Find each line of the entries with the string "FailedNonFatal", please, and copy it.
[Working data — start]
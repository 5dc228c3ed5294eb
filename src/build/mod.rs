//! Build driver
//!
//! Runs the external build tool once per variant, strictly in order. Every
//! variant is attempted whatever happened to the previous one; the results
//! are handed back for the caller to judge. Output of the tool goes straight
//! to the terminal and is never parsed.

use std::path::{Path, PathBuf};
use std::process::Command;
use std::sync::atomic::{AtomicBool, Ordering};

use tracing::{info, warn};

use crate::platform::Variant;
use crate::progress::BuildProgress;

/// Outcome of building one variant
#[derive(Debug, Clone, PartialEq, Eq)]
pub struct BuildResult {
    pub variant: Variant,
    /// Exit code of the build tool; `None` if it was killed or never started
    pub exit_status: Option<i32>,
    pub succeeded: bool,
}

impl BuildResult {
    pub fn variant_name(&self) -> &'static str {
        self.variant.name()
    }
}

/// An external tool that builds one makefile
pub trait BuildTool {
    /// Run the build in `working_dir`; `Ok(None)` means killed by a signal
    fn build(&self, working_dir: &Path, makefile: &str) -> std::io::Result<Option<i32>>;

    fn describe(&self) -> String;
}

/// `make -f <makefile>`
#[derive(Debug, Clone)]
pub struct Make {
    program: PathBuf,
}

impl Make {
    pub fn new(program: impl Into<PathBuf>) -> Self {
        Self {
            program: program.into(),
        }
    }
}

impl Default for Make {
    fn default() -> Self {
        Self::new("make")
    }
}

impl BuildTool for Make {
    fn build(&self, working_dir: &Path, makefile: &str) -> std::io::Result<Option<i32>> {
        let status = Command::new(&self.program)
            .arg("-f")
            .arg(makefile)
            .current_dir(working_dir)
            .status()?;
        Ok(status.code())
    }

    fn describe(&self) -> String {
        self.program.display().to_string()
    }
}

/// Everything the driver produced
#[derive(Debug, Clone, Default)]
pub struct BuildReport {
    /// One entry per attempted variant, in build order
    pub results: Vec<BuildResult>,
    /// Set when an interrupt stopped the remaining variants
    pub interrupted: bool,
}

impl BuildReport {
    pub fn any_succeeded(&self) -> bool {
        self.results.iter().any(|r| r.succeeded)
    }
}

pub struct BuildDriver<'a> {
    tool: &'a dyn BuildTool,
    working_dir: &'a Path,
    interrupt: &'a AtomicBool,
}

impl<'a> BuildDriver<'a> {
    pub fn new(tool: &'a dyn BuildTool, working_dir: &'a Path, interrupt: &'a AtomicBool) -> Self {
        Self {
            tool,
            working_dir,
            interrupt,
        }
    }

    pub fn run(&self, variants: &[Variant]) -> BuildReport {
        let progress = BuildProgress::new(variants.len());
        let mut report = BuildReport::default();

        for (index, variant) in variants.iter().enumerate() {
            if self.interrupt.load(Ordering::SeqCst) {
                warn!("interrupted; skipping remaining variants");
                report.interrupted = true;
                break;
            }

            progress.start_variant(variant.name(), index + 1, variants.len());
            info!(variant = variant.name(), tool = %self.tool.describe(), "building");

            let outcome = progress.suspend(|| self.tool.build(self.working_dir, variant.makefile));
            let exit_status = match outcome {
                Ok(code) => code,
                Err(e) => {
                    warn!(variant = variant.name(), "could not run {}: {e}", self.tool.describe());
                    None
                }
            };
            let succeeded = exit_status == Some(0);

            if succeeded {
                info!(variant = variant.name(), "build succeeded");
            } else {
                warn!(variant = variant.name(), ?exit_status, "build failed");
            }

            report.results.push(BuildResult {
                variant: variant.clone(),
                exit_status,
                succeeded,
            });
            progress.finish_variant();
        }

        if self.interrupt.load(Ordering::SeqCst) {
            report.interrupted = true;
        }

        if report.interrupted {
            progress.abandon();
        } else {
            progress.finish();
        }
        report
    }
}
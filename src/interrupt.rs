//! SIGINT / SIGTERM handling during a run
//!
//! The handler only raises a flag. The build driver checks it between
//! variants, so an interrupted run stops building and the staged tree is
//! restored on the normal unwind path. A handled signal reverts to its default
//! disposition across `exec`, so the build tool still receives the signal.

use std::sync::atomic::{AtomicBool, Ordering};

use nix::libc::c_int;
use nix::sys::signal::{SaFlags, SigAction, SigHandler, SigSet, Signal, sigaction};
use tracing::{debug, warn};

use crate::error::{Result, SetupError};

static INTERRUPTED: AtomicBool = AtomicBool::new(false);

const HANDLED: [Signal; 2] = [Signal::SIGINT, Signal::SIGTERM];

extern "C" fn on_signal(_: c_int) {
    INTERRUPTED.store(true, Ordering::SeqCst);
}

/// Installed handlers; previous dispositions come back on drop
pub struct InterruptGuard {
    previous: Vec<(Signal, SigAction)>,
}

impl InterruptGuard {
    pub fn install() -> Result<Self> {
        INTERRUPTED.store(false, Ordering::SeqCst);

        let action = SigAction::new(
            SigHandler::Handler(on_signal),
            SaFlags::SA_RESTART,
            SigSet::empty(),
        );

        let mut guard = Self {
            previous: Vec::with_capacity(HANDLED.len()),
        };
        for signal in HANDLED {
            // SAFETY: the handler only stores to an atomic.
            let old = unsafe { sigaction(signal, &action) }.map_err(|e| SetupError::IoError {
                message: format!("cannot install {signal} handler: {e}"),
            })?;
            guard.previous.push((signal, old));
        }

        debug!("interrupt handlers installed");
        Ok(guard)
    }

    /// Flag raised by the handler
    pub fn flag(&self) -> &'static AtomicBool {
        &INTERRUPTED
    }
}

impl Drop for InterruptGuard {
    fn drop(&mut self) {
        for (signal, old) in self.previous.drain(..).rev() {
            // SAFETY: restores a disposition previously returned by sigaction.
            if let Err(e) = unsafe { sigaction(signal, &old) } {
                warn!("cannot restore {signal} handler: {e}");
            }
        }
    }
}
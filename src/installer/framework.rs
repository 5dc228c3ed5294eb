//! Optional copy of a supporting framework bundle
//!
//! Some hosts (macOS with AquaTerm) need a framework next to the installed
//! binaries. The copy is best effort, but its result is always reported as one
//! of three states rather than dropped.

use std::fmt;
use std::fs;
use std::io;
use std::path::{Path, PathBuf};

use tracing::{info, warn};
use walkdir::WalkDir;

use super::{InstallOutcome, PrivilegeCheck};

/// Framework directory to copy, and the directory to copy it into
#[derive(Debug, Clone, PartialEq, Eq)]
pub struct FrameworkCopy {
    pub source: PathBuf,
    pub destination: PathBuf,
}

/// Result of an optional step
#[derive(Debug, Clone, PartialEq, Eq)]
pub enum StepOutcome {
    Skipped { reason: String },
    FailedNonFatal { reason: String },
    Succeeded { detail: String },
}

impl fmt::Display for StepOutcome {
    fn fmt(&self, f: &mut fmt::Formatter<'_>) -> fmt::Result {
        match self {
            Self::Skipped { reason } => write!(f, "skipped ({reason})"),
            Self::FailedNonFatal { reason } => write!(f, "failed ({reason})"),
            Self::Succeeded { detail } => write!(f, "done ({detail})"),
        }
    }
}

/// Copy the framework if one is configured and the binaries were installed
pub fn copy_framework(
    framework: Option<&FrameworkCopy>,
    install: &InstallOutcome,
    privilege: &dyn PrivilegeCheck,
) -> StepOutcome {
    let Some(framework) = framework else {
        return StepOutcome::Skipped {
            reason: "no support framework configured".to_string(),
        };
    };

    if !install.is_installed() {
        return StepOutcome::Skipped {
            reason: "binaries were not installed".to_string(),
        };
    }

    if !framework.source.is_dir() {
        return StepOutcome::Skipped {
            reason: format!("{} not found", framework.source.display()),
        };
    }

    if !privilege.can_write(&framework.destination) {
        return StepOutcome::FailedNonFatal {
            reason: format!("no write access to {}", framework.destination.display()),
        };
    }

    let Some(name) = framework.source.file_name() else {
        return StepOutcome::FailedNonFatal {
            reason: format!("{} has no directory name", framework.source.display()),
        };
    };
    let target = framework.destination.join(name);

    match replace_dir(&framework.source, &target) {
        Ok(()) => {
            info!(target = %target.display(), "copied support framework");
            StepOutcome::Succeeded {
                detail: target.display().to_string(),
            }
        }
        Err(e) => {
            warn!("framework copy failed: {e}");
            StepOutcome::FailedNonFatal {
                reason: e.to_string(),
            }
        }
    }
}

/// Replace `dst` with a recursive copy of `src`, keeping symlinks as symlinks
fn replace_dir(src: &Path, dst: &Path) -> io::Result<()> {
    if dst.symlink_metadata().is_ok() {
        if dst.is_dir() && !dst.is_symlink() {
            fs::remove_dir_all(dst)?;
        } else {
            fs::remove_file(dst)?;
        }
    }

    for entry in WalkDir::new(src).follow_links(false) {
        let entry = entry.map_err(io::Error::other)?;
        let relative = entry
            .path()
            .strip_prefix(src)
            .map_err(io::Error::other)?;
        let target = dst.join(relative);
        let file_type = entry.file_type();

        if file_type.is_dir() {
            fs::create_dir_all(&target)?;
        } else if file_type.is_symlink() {
            let link = fs::read_link(entry.path())?;
            std::os::unix::fs::symlink(link, &target)?;
        } else {
            fs::copy(entry.path(), &target)?;
        }
    }

    Ok(())
}
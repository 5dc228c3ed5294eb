//! Error types and handling for moog-setup
//!
//! Uses `thiserror` for error definitions and `miette` for diagnostics.
//!
//! Errors fall into the phases of a run:
//! - platform and toolchain resolution (fatal, before anything is touched)
//! - staging (fatal, aborts before any template is left mutated)
//! - restore and install (reported after the build phase)
//!
//! Build failures are not errors: they are recorded per variant in
//! [`crate::build::BuildResult`].

use miette::Diagnostic;
use thiserror::Error;

/// Exit code for an unsupported host platform
pub const EXIT_UNSUPPORTED_PLATFORM: i32 = 1;
/// Exit code when no Fortran compiler could be found
pub const EXIT_TOOLCHAIN_NOT_FOUND: i32 = 2;
/// Exit code when every build variant failed
pub const EXIT_ALL_VARIANTS_FAILED: i32 = 3;
/// Exit code when the build succeeded but installation lacked privilege
pub const EXIT_INSTALL_SKIPPED: i32 = 4;
/// Exit code for staging, lock and configuration errors
pub const EXIT_STAGING: i32 = 5;
/// Exit code for failures while copying artifacts or restoring templates
pub const EXIT_INSTALL_FAILED: i32 = 6;
/// Exit code after SIGINT/SIGTERM
pub const EXIT_INTERRUPTED: i32 = 130;

/// Main error type for moog-setup operations
#[derive(Error, Diagnostic, Debug)]
pub enum SetupError {
    // Platform errors
    #[error("Platform '{platform}' not recognised")]
    #[diagnostic(
        code(moog_setup::platform::unsupported),
        help("Supported platforms: Darwin (macOS) and Linux")
    )]
    UnsupportedPlatform { platform: String },

    // Toolchain errors
    #[error("No Fortran compiler found (looked for: {searched})")]
    #[diagnostic(
        code(moog_setup::toolchain::not_found),
        help("Install gfortran (preferred) or g77 and make sure it is on your $PATH")
    )]
    ToolchainNotFound { searched: String },

    #[error("Unknown compiler: {name}")]
    #[diagnostic(
        code(moog_setup::toolchain::unknown_compiler),
        help("Supported compilers: gfortran, g77")
    )]
    UnknownCompiler { name: String },

    // Staging errors
    #[error("Template {path} does not contain expected token {token}")]
    #[diagnostic(
        code(moog_setup::staging::missing_token),
        help("The template looks already substituted or was edited; check it out again from version control")
    )]
    MissingToken { path: String, token: String },

    #[error("Failed to stage {path}: {reason}")]
    #[diagnostic(code(moog_setup::staging::failed))]
    StagingFailed { path: String, reason: String },

    #[error("Staged templates from an interrupted run were found: {paths}")]
    #[diagnostic(
        code(moog_setup::staging::stale_backup),
        help("Run 'moog-setup restore' to put the originals back, or re-run install with --recover")
    )]
    StaleBackup { paths: String },

    #[error("Backup {path} does not match the original recorded when it was staged")]
    #[diagnostic(
        code(moog_setup::restore::corrupted_backup),
        help("The backup was left in place; compare it with version control before restoring by hand")
    )]
    CorruptedBackup { path: String },

    #[error("Failed to restore {path}: {reason}")]
    #[diagnostic(code(moog_setup::restore::failed))]
    RestoreFailed { path: String, reason: String },

    #[error("Another moog-setup run is using this repository (lock: {path})")]
    #[diagnostic(
        code(moog_setup::lock::held),
        help("Wait for the other run to finish; concurrent runs would overwrite each other's backups")
    )]
    LockHeld { path: String },

    // Configuration errors
    #[error("Failed to read configuration file: {path}")]
    #[diagnostic(code(moog_setup::config::read_failed))]
    ConfigReadFailed { path: String, reason: String },

    #[error("Failed to parse configuration file: {path}: {reason}")]
    #[diagnostic(code(moog_setup::config::parse_failed))]
    ConfigParseFailed { path: String, reason: String },

    // File system errors
    #[error("File not found: {path}")]
    #[diagnostic(code(moog_setup::fs::not_found))]
    FileNotFound { path: String },

    #[error("Failed to read file: {path}: {reason}")]
    #[diagnostic(code(moog_setup::fs::read_failed))]
    FileReadFailed { path: String, reason: String },

    #[error("IO error: {message}")]
    #[diagnostic(code(moog_setup::fs::io_error))]
    IoError { message: String },

    // Install errors
    #[error("Failed to install {artifact} into {destination}: {reason}")]
    #[diagnostic(code(moog_setup::install::failed))]
    InstallFailed {
        artifact: String,
        destination: String,
        reason: String,
    },

    #[error("Interrupted; templates were restored")]
    #[diagnostic(code(moog_setup::interrupted))]
    Interrupted,
}

impl SetupError {
    /// Process exit code for this error
    pub fn exit_code(&self) -> i32 {
        match self {
            Self::UnsupportedPlatform { .. } => EXIT_UNSUPPORTED_PLATFORM,
            Self::ToolchainNotFound { .. } | Self::UnknownCompiler { .. } => {
                EXIT_TOOLCHAIN_NOT_FOUND
            }
            Self::MissingToken { .. }
            | Self::StagingFailed { .. }
            | Self::StaleBackup { .. }
            | Self::LockHeld { .. }
            | Self::ConfigReadFailed { .. }
            | Self::ConfigParseFailed { .. }
            | Self::FileNotFound { .. }
            | Self::FileReadFailed { .. } => EXIT_STAGING,
            Self::CorruptedBackup { .. }
            | Self::RestoreFailed { .. }
            | Self::IoError { .. }
            | Self::InstallFailed { .. } => EXIT_INSTALL_FAILED,
            Self::Interrupted => EXIT_INTERRUPTED,
        }
    }
}

impl From<std::io::Error> for SetupError {
    fn from(err: std::io::Error) -> Self {
        SetupError::IoError {
            message: err.to_string(),
        }
    }
}

impl From<serde_yaml::Error> for SetupError {
    fn from(err: serde_yaml::Error) -> Self {
        SetupError::ConfigParseFailed {
            path: "unknown".to_string(),
            reason: err.to_string(),
        }
    }
}

impl From<serde_json::Error> for SetupError {
    fn from(err: serde_json::Error) -> Self {
        SetupError::StagingFailed {
            path: "stage journal".to_string(),
            reason: err.to_string(),
        }
    }
}

/// Result type alias using miette for error handling
pub type Result<T> = miette::Result<T, SetupError>;
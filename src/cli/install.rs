use clap::Parser;
use std::path::PathBuf;

/// Arguments for the install command
#[derive(Parser, Debug)]
#[command(after_help = "EXAMPLES:\n  \
                   Build and install into the default prefix:\n    sudo moog-setup install\n\n\
                   Install into a user directory:\n    moog-setup install --prefix ~/.local/bin\n\n\
                   Build with the legacy compiler:\n    moog-setup install --compiler g77\n\n\
                   Resume after an interrupted run:\n    moog-setup install --recover")]
pub struct InstallArgs {
    /// Directory to install MOOG and MOOGSILENT into [default: /usr/local/bin]
    #[arg(long, short = 'p', value_name = "DIR", env = "MOOG_SETUP_PREFIX")]
    pub prefix: Option<PathBuf>,

    /// Stage, build and restore, but do not install
    #[arg(long)]
    pub dry_run: bool,

    /// Fortran compiler to use instead of probing (gfortran, g77)
    #[arg(long, short = 'c', value_name = "NAME", env = "MOOG_SETUP_FC")]
    pub compiler: Option<String>,

    /// Restore templates left staged by an interrupted run before staging
    #[arg(long)]
    pub recover: bool,
}
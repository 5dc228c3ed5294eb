//! Standalone crash recovery
//!
//! Puts back every template an interrupted run left staged and removes the
//! stage journal. On a clean tree this does nothing.

use tracing::info;

use crate::config::Settings;
use crate::error::Result;
use crate::lock::{self, RunLock};
use crate::restore;
use crate::template::{self, BuildTarget, TemplateEngine, TokenValues};

pub struct RestoreOperation<'a> {
    settings: &'a Settings,
}

impl<'a> RestoreOperation<'a> {
    pub fn new(settings: &'a Settings) -> Self {
        Self { settings }
    }

    /// Returns the number of templates restored
    pub fn execute(&self) -> Result<usize> {
        let _lock = RunLock::try_acquire(&lock::lock_path_for(&self.settings.repo_root))?;

        let engine = TemplateEngine::new(&self.settings.source_dir);
        let none = TokenValues::new();
        let templates: Vec<BuildTarget> = template::discover(engine.source_dir())?
            .into_iter()
            .map(|spec| BuildTarget::new(spec, &none))
            .collect();

        let restored = restore::recover(&engine, &templates)?;
        info!(restored, "recovery finished");
        Ok(restored)
    }
}
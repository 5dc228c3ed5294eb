//! Command implementations for the moog-setup CLI

pub mod completions;
pub mod install;
pub mod restore;
pub mod version;
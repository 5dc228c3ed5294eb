//! Common test utilities for moog-setup integration tests
//!
//! [`MoogRepo`] lays out a miniature MOOG checkout plus a private `bin/`
//! directory of fake tools. Commands built with [`MoogRepo::cmd`] see only
//! that directory on `PATH`, so no real compiler or make is ever run.

#![allow(dead_code)]

use std::collections::BTreeMap;
use std::fs;
use std::os::unix::fs::PermissionsExt;
use std::path::{Path, PathBuf};

use assert_cmd::Command;
use tempfile::TempDir;

pub const JOURNAL_FILE: &str = ".moog-setup-stage.json";

pub const MAKEFILES: [&str; 6] = [
    "Makefile.mac",
    "Makefile.macsilent",
    "Makefile.rh",
    "Makefile.rhsilent",
    "Makefile.rh64",
    "Makefile.rh64silent",
];

/// Stands in for make: copies the staged makefile and Moog.f into
/// `$FAKE_MAKE_CAPTURE`, then writes the artifact. Uses shell builtins only.
const FAKE_MAKE: &str = r#"#!/bin/sh
makefile="$2"
case "$makefile" in
  *silent) out=MOOGSILENT ;;
  *) out=MOOG ;;
esac
copy() {
  while IFS= read -r line || [ -n "$line" ]; do
    printf '%s\n' "$line"
  done < "$1" > "$2"
}
if [ -n "$FAKE_MAKE_CAPTURE" ]; then
  copy "$makefile" "$FAKE_MAKE_CAPTURE/$makefile"
  copy Moog.f "$FAKE_MAKE_CAPTURE/$makefile.Moog.f"
fi
if [ -n "$FAKE_MAKE_INTERRUPT" ]; then
  kill -INT $PPID
fi
case " $FAKE_MAKE_FAIL " in
  *" $makefile "*) echo "fake make: $makefile failed" >&2; exit 2 ;;
esac
printf '#!/bin/sh\necho %s\n' "$out" > "$out"
echo "fake make: built $out from $makefile"
"#;

const FAKE_COMPILER: &str = "#!/bin/sh\nexit 0\n";

pub fn makefile_template(name: &str) -> String {
    format!(
        "# {name}\n$FCONFIG\nSMTOOLS = $SMLIB\nAQLIBS = $AQLIB\nLIBS = $(SMTOOLS)/lib/libplotsub.a\n"
    )
}

pub fn source_template(program: &str) -> String {
    format!(
        "      program {program}\n      moogpath = '$SRCDIR'\n      machine = '$MACHINE'\n      end\n"
    )
}

/// The variants this host builds, in order
pub fn host_variants() -> [&'static str; 2] {
    if cfg!(target_os = "macos") {
        ["Makefile.mac", "Makefile.macsilent"]
    } else if cfg!(target_pointer_width = "64") {
        ["Makefile.rh64", "Makefile.rh64silent"]
    } else {
        ["Makefile.rh", "Makefile.rhsilent"]
    }
}

pub fn host_machine_tag() -> &'static str {
    if cfg!(target_os = "macos") { "mac" } else { "pcl" }
}

/// A fake MOOG checkout with its own fake toolchain
pub struct MoogRepo {
    pub temp: TempDir,
    /// Repository root
    pub path: PathBuf,
    /// Directory holding the fake tools
    pub bin: PathBuf,
    /// Where the fake make copies what it saw
    pub capture: PathBuf,
    /// Default install prefix for tests
    pub prefix: PathBuf,
}

impl MoogRepo {
    /// Repository with fake `make` and `gfortran`
    pub fn new() -> Self {
        let repo = Self::without_tools();
        repo.add_tool("make", FAKE_MAKE);
        repo.add_tool("gfortran", FAKE_COMPILER);
        repo
    }

    /// Repository with an empty tool directory
    pub fn without_tools() -> Self {
        let temp = TempDir::new().expect("Failed to create temp directory");
        let path = temp.path().join("MOOG");
        let bin = temp.path().join("fakebin");
        let capture = temp.path().join("capture");
        let prefix = temp.path().join("prefix/bin");

        let source = path.join("moog");
        fs::create_dir_all(&source).expect("Failed to create source dir");
        fs::create_dir_all(path.join("lib/smlib")).expect("Failed to create smlib");
        fs::create_dir_all(path.join("lib/aqlib")).expect("Failed to create aqlib");
        fs::create_dir_all(&bin).expect("Failed to create fake bin dir");
        fs::create_dir_all(&capture).expect("Failed to create capture dir");

        for name in MAKEFILES {
            fs::write(source.join(name), makefile_template(name)).expect("Failed to write makefile");
        }
        fs::write(source.join("Moog.f"), source_template("moog")).expect("Failed to write Moog.f");
        fs::write(source.join("Moogsilent.f"), source_template("moogsilent"))
            .expect("Failed to write Moogsilent.f");

        Self {
            temp,
            path,
            bin,
            capture,
            prefix,
        }
    }

    pub fn add_tool(&self, name: &str, script: &str) {
        let tool = self.bin.join(name);
        fs::write(&tool, script).expect("Failed to write fake tool");
        fs::set_permissions(&tool, fs::Permissions::from_mode(0o755))
            .expect("Failed to make fake tool executable");
    }

    pub fn remove_tool(&self, name: &str) {
        fs::remove_file(self.bin.join(name)).expect("Failed to remove fake tool");
    }

    pub fn source_dir(&self) -> PathBuf {
        self.path.join("moog")
    }

    pub fn source_file(&self, name: &str) -> PathBuf {
        self.source_dir().join(name)
    }

    pub fn read_source(&self, name: &str) -> String {
        fs::read_to_string(self.source_file(name)).expect("Failed to read source file")
    }

    pub fn write_source(&self, name: &str, content: &str) {
        fs::write(self.source_file(name), content).expect("Failed to write source file");
    }

    /// Staged makefile as the fake make saw it
    pub fn captured(&self, makefile: &str) -> String {
        fs::read_to_string(self.capture.join(makefile)).expect("Failed to read captured makefile")
    }

    /// Staged Moog.f as the fake make saw it while building `makefile`
    pub fn captured_source(&self, makefile: &str) -> String {
        fs::read_to_string(self.capture.join(format!("{makefile}.Moog.f")))
            .expect("Failed to read captured source")
    }

    pub fn templates(&self) -> BTreeMap<String, String> {
        MAKEFILES
            .iter()
            .copied()
            .chain(["Moog.f", "Moogsilent.f"])
            .map(|name| (name.to_string(), self.read_source(name)))
            .collect()
    }

    /// Backups and journals left in the source root, sorted
    pub fn leftovers(&self) -> Vec<String> {
        let mut names: Vec<String> = fs::read_dir(self.source_dir())
            .expect("Failed to read source dir")
            .filter_map(Result::ok)
            .map(|e| e.file_name().to_string_lossy().to_string())
            .filter(|name| name.ends_with(".original") || name == JOURNAL_FILE)
            .collect();
        names.sort();
        names
    }

    /// Simulate a run that was killed after staging `makefile`
    pub fn leave_staged(&self, makefile: &str) {
        let original = self.read_source(makefile);
        self.journal(makefile, &original);
        fs::write(self.source_file(&format!("{makefile}.original")), &original)
            .expect("Failed to write backup");
        self.write_source(makefile, &original.replace("$SMLIB", "/stale/smlib"));
    }

    /// Simulate a run that was killed while copying the backup of `name`
    pub fn leave_partial_backup(&self, name: &str) {
        let original = self.read_source(name);
        self.journal(name, &original);
        fs::write(
            self.source_file(&format!("{name}.original")),
            &original[..original.len() / 2],
        )
        .expect("Failed to write backup");
    }

    /// Add an entry for `name` to the stage journal, creating it if needed
    fn journal(&self, name: &str, original: &str) {
        let source = dunce::canonicalize(self.source_dir()).expect("Failed to canonicalize");
        let path = self.source_file(JOURNAL_FILE);
        let mut journal: serde_json::Value = match fs::read_to_string(&path) {
            Ok(content) => serde_json::from_str(&content).expect("Failed to parse journal"),
            Err(_) => serde_json::json!({ "pid": 1, "entries": [] }),
        };
        journal["entries"]
            .as_array_mut()
            .expect("journal entries")
            .push(serde_json::json!({
                "working": source.join(name),
                "backup": source.join(format!("{name}.original")),
                "digest": format!("blake3:{}", blake3::hash(original.as_bytes()).to_hex()),
            }));
        fs::write(&path, journal.to_string()).expect("Failed to write journal");
    }

    /// moog-setup with the fake tools as the only `PATH` entry
    pub fn cmd(&self) -> Command {
        #[allow(deprecated)]
        let mut cmd = Command::cargo_bin("moog-setup").expect("Failed to find moog-setup binary");
        cmd.env_clear()
            .env("PATH", &self.bin)
            .env("HOME", self.temp.path())
            .env("FAKE_MAKE_CAPTURE", &self.capture)
            .env("MOOG_SETUP_REPO", &self.path)
            .current_dir(self.temp.path());
        cmd
    }
}

pub fn mode(path: &Path) -> u32 {
    fs::metadata(path)
        .expect("Failed to stat file")
        .permissions()
        .mode()
        & 0o777
}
[Working data — finish]
> _Task response_
    FailedNonFatal { reason: String },
            Self::FailedNonFatal { reason } => write!(f, "failed ({reason})"),
        return StepOutcome::FailedNonFatal {
        return StepOutcome::FailedNonFatal {
            StepOutcome::FailedNonFatal {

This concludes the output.